Waited to post this, currently I'm on vacation in a very small place, not more than 300 inhabitants. They have a WW2 memorial and there's like 50 names on it. Lots of people from the same families. One lost like 4 or 5.

Power Khan
Aug 20, 2011

by Fritz the Horse
It's all about titles around here. Always has been.

Power Khan
Aug 20, 2011

by Fritz the Horse

The Lone Badger posted:

How do mounted archers handle themselves against foot-archers? Infantry can use a longer bow and thus have more range, and a mounted archer is a bigger target and thus easier to hit. I would think this would mean horse-archers would lose if pitted against an equal number of foot-archers, who are also easier to raise. But it seems this wasn't the case given the success of case studies like the Mongols.

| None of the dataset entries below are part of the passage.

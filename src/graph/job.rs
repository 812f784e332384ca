use crate::error::Result;

/// A unit of work in the task graph.
///
/// `inputs` holds the outputs of the job's dependencies, in the order the
/// dependencies were linked.
///
/// # Lifetimes
/// * `'a`: The lifetime of data borrowed by the job, typically the partitioned
///   array a run was started on.
pub trait Job<'a, T>: Send + Sync {
    /// Runs the job.
    fn execute(&self, inputs: Vec<T>) -> Result<T>;

    /// Short description, used in log messages.
    fn label(&self) -> String;
}

impl<'a, T> std::fmt::Debug for Box<dyn Job<'a, T> + 'a> {
    fn fmt(&self, f: &mut std::fmt::Formatter<'_>) -> std::fmt::Result {
        write!(f, "Job({})", self.label())
    }
}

The most simple shot in horse archery is the frontal and retreating one. Left to right is the most difficult. The same is true on foot.

Foot archers don't have the luxury of varying their distance and heading rapidly. They can't underrun the enemy's shots. Their job is alot harder. They have to hit the moving target, while the HA shoots into a relatively slow moving mass of people. The closer the HAs get, the harder it gets for the ranks behind the first few to shoot directly at them unless they're positioned in an elevated place.

Power Khan
Aug 20, 2011

by Fritz the Horse

Phobophilia posted:

Yeah, samurais that fought on horse would use spears, it fits into the same niche as the cavalry lance. If anything, I'm starting to get the impression that the european cavalryman's disdain for the bow is the exception rather than the rule.

There's surely a number of tactical and strategic reasons for this, but it's hard to get horn that would work for composite bows in Europe. Outfitting and training a large number of people with it would be quite an effort for whatever returns. Hungarian Grey cattle works, long goat horn works to an extent, but is very laborous to process. Cow horn doesn't work for anything else than crossbow prods.

Venice seems to have experimented in that aspect to some extent, there's a number of bows and tackle conserved.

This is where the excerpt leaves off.